Usability |
Usability ( or User Centred Design ) is simply designing sites that behave the way your customers expect them to behave. It can be amazing how easy it is to do this badly, to make a site that seems "logical enough" but which annoys or frustrates your customers. You know yourself how small glitches can be enough to make you leave a web site.... forever.
The area of usability overlaps with a number of other disciplines, including...
- Information Architecture
- Information Design
- User Interface Design
- Branding
- Content Strategy
One of the biggest benefits that hiring a usability company brings is the Fresh Pair of Eyes effect. Simpy being an outsider to your company frees the usability person of jargon blindness. Even the most user-centred of organisations, knowing how easy it is to "get too close" to your subject matter, bring in external help to provide new insights for improvement.
Usability methods has been shown again and again to provide Return on Investment ( ROI) and can be used early in the design process to prevent creating something unusable or late in the delivery process to catch the glitches. Of course I believe that user centred design principles should be embedded in the whole process but often usabilty companies are used to rescue sites gone bad.
There are a number of ways I can help you make your site more usable:
Expert Review.

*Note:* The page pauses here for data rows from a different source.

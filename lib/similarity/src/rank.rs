//! Catalog ranking
//!
//! Every ranking call scores the catalog into its own `(index, score)` buffer,
//! orders it with a stable sort and reads names back out. Nothing is written
//! to the catalog, so any number of rankers can share one catalog.

use crate::distance::{ts_ss, tsss_similarity};
use ahash::AHashSet;
use ordered_float::OrderedFloat;
use rayon::prelude::*;
use std::cmp::Reverse;
use tripsim_core::vector::l2_distance;
use tripsim_core::{Catalog, Error, FeatureVector, Item, Result, COSINE_EPSILON};

/// A request-scoped score for the item at `index` in catalog order
pub type Scored = (usize, f64);

#[derive(Debug, Clone, Copy, PartialEq, Eq)]
enum Order {
    Ascending,
    Descending,
}

/// Preference names resolved against one catalog
#[derive(Debug, Clone)]
pub struct Preferences {
    names: AHashSet<String>,
    resolved: Vec<usize>,
}

impl Preferences {
    /// Trim the supplied names and find the ones present in `catalog`.
    ///
    /// Repeated names count once; unknown names are dropped silently.
    pub fn resolve<S: AsRef<str>>(catalog: &Catalog, names: &[S]) -> Self {
        let mut set = AHashSet::with_capacity(names.len());
        let mut resolved = Vec::new();

        for name in names {
            let name = name.as_ref().trim();
            if !set.insert(name.to_string()) {
                continue;
            }
            if let Some(idx) = catalog.index_of(name) {
                resolved.push(idx);
            }
        }

        Self {
            names: set,
            resolved,
        }
    }

    /// Catalog indices of the names that matched, in input order
    pub fn resolved(&self) -> &[usize] {
        &self.resolved
    }

    pub fn is_unmatched(&self) -> bool {
        self.resolved.is_empty()
    }

    pub fn contains(&self, name: &str) -> bool {
        self.names.contains(name)
    }
}

/// Ranks the items of one catalog
#[derive(Debug, Clone, Copy)]
pub struct Ranker<'a> {
    catalog: &'a Catalog,
}

impl<'a> Ranker<'a> {
    pub fn new(catalog: &'a Catalog) -> Self {
        Self { catalog }
    }

    pub fn catalog(&self) -> &'a Catalog {
        self.catalog
    }

    /// First `limit` names in catalog order
    pub fn list(&self, limit: usize) -> Vec<String> {
        self.catalog.list(limit)
    }

    /// The `k` items with the lowest TS-SS distance to `name`, excluding `name`.
    ///
    /// # Errors
    /// [`Error::ItemNotFound`] when `name` is not in the catalog
    pub fn nearest(&self, name: &str, k: usize) -> Result<Vec<String>> {
        let name = name.trim();
        let query_idx = self
            .catalog
            .index_of(name)
            .ok_or_else(|| Error::ItemNotFound(name.to_string()))?;
        let query = self.catalog.items()[query_idx].standardized().as_slice();

        let mut scores = self.score_all(|item| ts_ss(query, item.standardized().as_slice()));
        sort_scores(&mut scores, Order::Ascending);

        Ok(self.take_names(&scores, k, |candidate| candidate == name))
    }

    /// Inverse-distance voting over standardized vectors.
    ///
    /// Each matched preference `j` adds `1 / (|s_j - s_i| + eps)` to item `i`;
    /// items are returned by descending total, preference names excluded.
    ///
    /// # Errors
    /// [`Error::NoMatch`] when no name resolves
    pub fn vote<S: AsRef<str>>(&self, names: &[S], k: usize) -> Result<Vec<String>> {
        let prefs = Preferences::resolve(self.catalog, names);
        if prefs.is_unmatched() {
            return Err(Error::NoMatch);
        }

        let anchors: Vec<&[f64]> = prefs
            .resolved()
            .iter()
            .map(|&j| self.catalog.items()[j].standardized().as_slice())
            .collect();

        let mut scores = self.score_all(|item| {
            let s = item.standardized().as_slice();
            anchors
                .iter()
                .map(|anchor| 1.0 / (l2_distance(anchor, s) + COSINE_EPSILON))
                .sum()
        });
        sort_scores(&mut scores, Order::Descending);

        Ok(self.take_names(&scores, k, |candidate| prefs.contains(candidate)))
    }

    /// TSSS similarity to the mean of the matched preferences' raw vectors.
    ///
    /// # Errors
    /// [`Error::NoMatch`] when no name resolves
    pub fn centroid<S: AsRef<str>>(&self, names: &[S], k: usize) -> Result<Vec<String>> {
        let prefs = Preferences::resolve(self.catalog, names);
        let centroid = self
            .mean_of(&prefs, Item::raw)
            .ok_or(Error::NoMatch)?;
        let centroid = centroid.as_slice();

        let mut scores = self.score_all(|item| tsss_similarity(centroid, item.raw().as_slice()));
        sort_scores(&mut scores, Order::Descending);

        Ok(self.take_names(&scores, k, |candidate| prefs.contains(candidate)))
    }

    /// Preference ranking that never fails.
    ///
    /// With at least one match, items are ordered by ascending TS-SS distance
    /// to the mean of the matched standardized vectors. With no match the
    /// first `k` catalog names outside the supplied set are returned.
    pub fn fallback<S: AsRef<str>>(&self, names: &[S], k: usize) -> Vec<String> {
        let prefs = Preferences::resolve(self.catalog, names);

        let Some(centroid) = self.mean_of(&prefs, Item::standardized) else {
            return self
                .catalog
                .names()
                .filter(|candidate| !prefs.contains(candidate))
                .take(k)
                .map(str::to_string)
                .collect();
        };
        let centroid = centroid.as_slice();

        let mut scores = self.score_all(|item| ts_ss(centroid, item.standardized().as_slice()));
        sort_scores(&mut scores, Order::Ascending);

        self.take_names(&scores, k, |candidate| prefs.contains(candidate))
    }

    fn mean_of(
        &self,
        prefs: &Preferences,
        features: fn(&Item) -> &FeatureVector,
    ) -> Option<FeatureVector> {
        let items = self.catalog.items();
        FeatureVector::mean_of(prefs.resolved().iter().map(|&j| features(&items[j])))
    }

    /// Score every item into a fresh buffer, in catalog order
    fn score_all<F>(&self, score: F) -> Vec<Scored>
    where
        F: Fn(&Item) -> f64 + Sync + Send,
    {
        self.catalog
            .items()
            .par_iter()
            .enumerate()
            .map(|(idx, item)| (idx, score(item)))
            .collect()
    }

    /// Walk the ordered scores, skipping excluded and repeated names
    fn take_names<P>(&self, scores: &[Scored], k: usize, excluded: P) -> Vec<String>
    where
        P: Fn(&str) -> bool,
    {
        let mut seen = AHashSet::new();
        let mut names = Vec::with_capacity(k.min(scores.len()));

        for &(idx, _) in scores {
            if names.len() >= k {
                break;
            }
            let name = self.catalog.items()[idx].name();
            if excluded(name) || !seen.insert(name) {
                continue;
            }
            names.push(name.to_string());
        }

        names
    }
}

/// Stable sort, so equal scores keep catalog order
fn sort_scores(scores: &mut [Scored], order: Order) {
    match order {
        Order::Ascending => scores.sort_by_key(|&(_, s)| OrderedFloat(s)),
        Order::Descending => scores.sort_by_key(|&(_, s)| Reverse(OrderedFloat(s))),
    }
}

An expert review will usually be a list of problems, fixes and recommendations to improve your site, often prioritized by the severity of the problem or by how simple the fix would be to implement. This document can be delivered in a presentation or as a document given to your technical team to implement. You may want me to make recommendations specifically to improve conversion rates or look for issues that are causing your visitors concern.

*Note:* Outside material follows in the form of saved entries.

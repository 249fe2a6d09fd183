// Ranking benchmarks over random catalogs
use criterion::{black_box, criterion_group, criterion_main, BenchmarkId, Criterion};
use rand::prelude::*;
use tripsim_core::{Catalog, FeatureStore, RawRow};
use tripsim_similarity::{ts_ss, tsss_similarity, Ranker};

fn generate_catalog(size: usize, dim: usize) -> Catalog {
    let mut rng = StdRng::seed_from_u64(42);
    let rows = (0..size).map(|i| {
        let values: Vec<f64> = (0..dim).map(|_| rng.random_range(0.0..10.0)).collect();
        RawRow::dense(format!("item {}", i), &values)
    });
    FeatureStore::new().build(rows).unwrap()
}

fn benchmark_metrics(c: &mut Criterion) {
    let mut rng = StdRng::seed_from_u64(7);
    let a: Vec<f64> = (0..32).map(|_| rng.random_range(-1.0..1.0)).collect();
    let b: Vec<f64> = (0..32).map(|_| rng.random_range(-1.0..1.0)).collect();

    c.bench_function("ts_ss_32", |bench| bench.iter(|| ts_ss(black_box(&a), black_box(&b))));
    c.bench_function("tsss_32", |bench| {
        bench.iter(|| tsss_similarity(black_box(&a), black_box(&b)))
    });
}

fn benchmark_ranking(c: &mut Criterion) {
    let mut group = c.benchmark_group("ranking");

    for size in [1_000, 10_000].iter() {
        let catalog = generate_catalog(*size, 16);
        let ranker = Ranker::new(&catalog);
        let prefs = ["item 1", "item 2", "item 3"];

        group.bench_with_input(BenchmarkId::new("nearest", size), size, |b, _| {
            b.iter(|| ranker.nearest(black_box("item 0"), 10).unwrap())
        });
        group.bench_with_input(BenchmarkId::new("vote", size), size, |b, _| {
            b.iter(|| ranker.vote(black_box(&prefs), 50).unwrap())
        });
        group.bench_with_input(BenchmarkId::new("centroid", size), size, |b, _| {
            b.iter(|| ranker.centroid(black_box(&prefs), 50).unwrap())
        });
    }

    group.finish();
}

criterion_group!(benches, benchmark_metrics, benchmark_ranking);
criterion_main!(benches);
//! Registry-level recommendation operations
//!
//! [`Recommender`] selects a catalog by [`CatalogKind`] and delegates to a
//! [`Ranker`]. It holds the registry behind an `Arc` so request handlers can
//! share one instance.

use crate::rank::Ranker;
use serde::{Deserialize, Serialize};
use std::sync::Arc;
use tracing::debug;
use tripsim_core::{CatalogKind, CatalogRegistry, Result};

/// Preference lists for the combined multi-catalog query
#[derive(Debug, Clone, Default, Serialize, Deserialize, PartialEq, Eq)]
pub struct CombinedQuery {
    #[serde(default)]
    pub hotels: Vec<String>,
    #[serde(default)]
    pub restaurants: Vec<String>,
    #[serde(default)]
    pub tourist_places: Vec<String>,
}

/// Per-catalog results of a [`CombinedQuery`]
#[derive(Debug, Clone, Default, Serialize, Deserialize, PartialEq, Eq)]
pub struct CombinedRecommendation {
    pub hotels: Vec<String>,
    pub restaurants: Vec<String>,
    pub tourist_places: Vec<String>,
}

#[derive(Debug, Clone)]
pub struct Recommender {
    registry: Arc<CatalogRegistry>,
}

impl Recommender {
    pub fn new(registry: Arc<CatalogRegistry>) -> Self {
        Self { registry }
    }

    pub fn registry(&self) -> &CatalogRegistry {
        &self.registry
    }

    fn ranker(&self, kind: CatalogKind) -> Result<Ranker<'_>> {
        self.registry.get(kind).map(Ranker::new)
    }

    /// First `limit` names of a catalog, in catalog order
    pub fn list_items(&self, kind: CatalogKind, limit: usize) -> Result<Vec<String>> {
        Ok(self.ranker(kind)?.list(limit))
    }

    pub fn nearest_neighbors(&self, kind: CatalogKind, name: &str, k: usize) -> Result<Vec<String>> {
        debug!("nearest: kind={} name={:?} k={}", kind, name, k);
        self.ranker(kind)?.nearest(name, k)
    }

    pub fn aggregate_by_voting<S: AsRef<str>>(
        &self,
        kind: CatalogKind,
        names: &[S],
        k: usize,
    ) -> Result<Vec<String>> {
        debug!("voting: kind={} preferences={} k={}", kind, names.len(), k);
        self.ranker(kind)?.vote(names, k)
    }

    pub fn aggregate_by_centroid<S: AsRef<str>>(
        &self,
        kind: CatalogKind,
        names: &[S],
        k: usize,
    ) -> Result<Vec<String>> {
        debug!("centroid: kind={} preferences={} k={}", kind, names.len(), k);
        self.ranker(kind)?.centroid(names, k)
    }

    /// Only fails when `kind` is not registered
    pub fn aggregate_with_fallback<S: AsRef<str>>(
        &self,
        kind: CatalogKind,
        names: &[S],
        k: usize,
    ) -> Result<Vec<String>> {
        debug!("fallback: kind={} preferences={} k={}", kind, names.len(), k);
        Ok(self.ranker(kind)?.fallback(names, k))
    }

    /// Fallback aggregation over hotels, restaurants and places at once
    pub fn combined(&self, query: &CombinedQuery, k: usize) -> Result<CombinedRecommendation> {
        Ok(CombinedRecommendation {
            hotels: self.aggregate_with_fallback(CatalogKind::Hotel, &query.hotels, k)?,
            restaurants: self.aggregate_with_fallback(CatalogKind::Restaurant, &query.restaurants, k)?,
            tourist_places: self.aggregate_with_fallback(CatalogKind::Place, &query.tourist_places, k)?,
        })
    }
}
//! Process-wide catalog registry
//!
//! Catalogs are assembled with [`RegistryBuilder`] and only become visible
//! through [`CatalogRegistry`] once every catalog has been fully built.

use crate::catalog::Catalog;
use crate::error::{Error, Result};
use ahash::AHashMap;
use serde::{Deserialize, Serialize};
use std::fmt;
use std::str::FromStr;
use std::sync::Arc;

/// The recommendation domains served by the registry
#[derive(Debug, Clone, Copy, PartialEq, Eq, Hash, PartialOrd, Ord, Serialize, Deserialize)]
#[serde(rename_all = "lowercase")]
pub enum CatalogKind {
    Restaurant,
    Hotel,
    Place,
}

impl CatalogKind {
    pub const ALL: [CatalogKind; 3] = [CatalogKind::Restaurant, CatalogKind::Hotel, CatalogKind::Place];

    pub fn as_str(&self) -> &'static str {
        match self {
            CatalogKind::Restaurant => "restaurant",
            CatalogKind::Hotel => "hotel",
            CatalogKind::Place => "place",
        }
    }
}

impl fmt::Display for CatalogKind {
    fn fmt(&self, f: &mut fmt::Formatter<'_>) -> fmt::Result {
        f.write_str(self.as_str())
    }
}

impl FromStr for CatalogKind {
    type Err = Error;

    /// Accepts singular and plural forms, case-insensitively
    fn from_str(s: &str) -> Result<Self> {
        match s.trim().to_ascii_lowercase().as_str() {
            "restaurant" | "restaurants" => Ok(CatalogKind::Restaurant),
            "hotel" | "hotels" => Ok(CatalogKind::Hotel),
            "place" | "places" | "tourist_places" => Ok(CatalogKind::Place),
            _ => Err(Error::UnknownCatalog(s.to_string())),
        }
    }
}

/// Read-only holder of the loaded catalogs
#[derive(Debug, Clone, Default)]
pub struct CatalogRegistry {
    catalogs: AHashMap<CatalogKind, Arc<Catalog>>,
}

impl CatalogRegistry {
    pub fn builder() -> RegistryBuilder {
        RegistryBuilder::default()
    }

    #[inline]
    pub fn get(&self, kind: CatalogKind) -> Result<&Catalog> {
        self.catalogs
            .get(&kind)
            .map(Arc::as_ref)
            .ok_or_else(|| Error::UnknownCatalog(kind.to_string()))
    }

    /// Registered kinds in a stable order
    #[must_use]
    pub fn kinds(&self) -> Vec<CatalogKind> {
        let mut kinds: Vec<_> = self.catalogs.keys().copied().collect();
        kinds.sort();
        kinds
    }

    pub fn len(&self) -> usize {
        self.catalogs.len()
    }

    pub fn is_empty(&self) -> bool {
        self.catalogs.is_empty()
    }
}

#[derive(Debug, Default)]
pub struct RegistryBuilder {
    catalogs: AHashMap<CatalogKind, Arc<Catalog>>,
}

impl RegistryBuilder {
    /// Register a catalog, replacing any previous one of the same kind
    pub fn insert(mut self, kind: CatalogKind, catalog: Catalog) -> Self {
        self.catalogs.insert(kind, Arc::new(catalog));
        self
    }

    pub fn build(self) -> CatalogRegistry {
        CatalogRegistry {
            catalogs: self.catalogs,
        }
    }
}
//! # tripsim API
//!
//! actix-web REST endpoints over a shared [`Recommender`](tripsim_similarity::Recommender).

pub mod rest;

pub use rest::{RecommendLimits, RestApi};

Wireframes. Wireframes are detailed sketches of web page content that show layout and functionality without specifying the look 'n' feel. These are often scribbled and improved on in a meeting.
Activity Flow Diagrams, Scenarios, Customer Journeys. These diagrams show how people will move through your site making sure they can find what they need easily and that there aren't any usability dead-ends.
Working Prototypes. It's often not until something is "on screen" and working that it all conceptually comes together. A prototype can save you time and money by highlighting the omissions and suggesting improvements. Because prototypes can be made and tested quickly a site's functionality can be evolved quickly.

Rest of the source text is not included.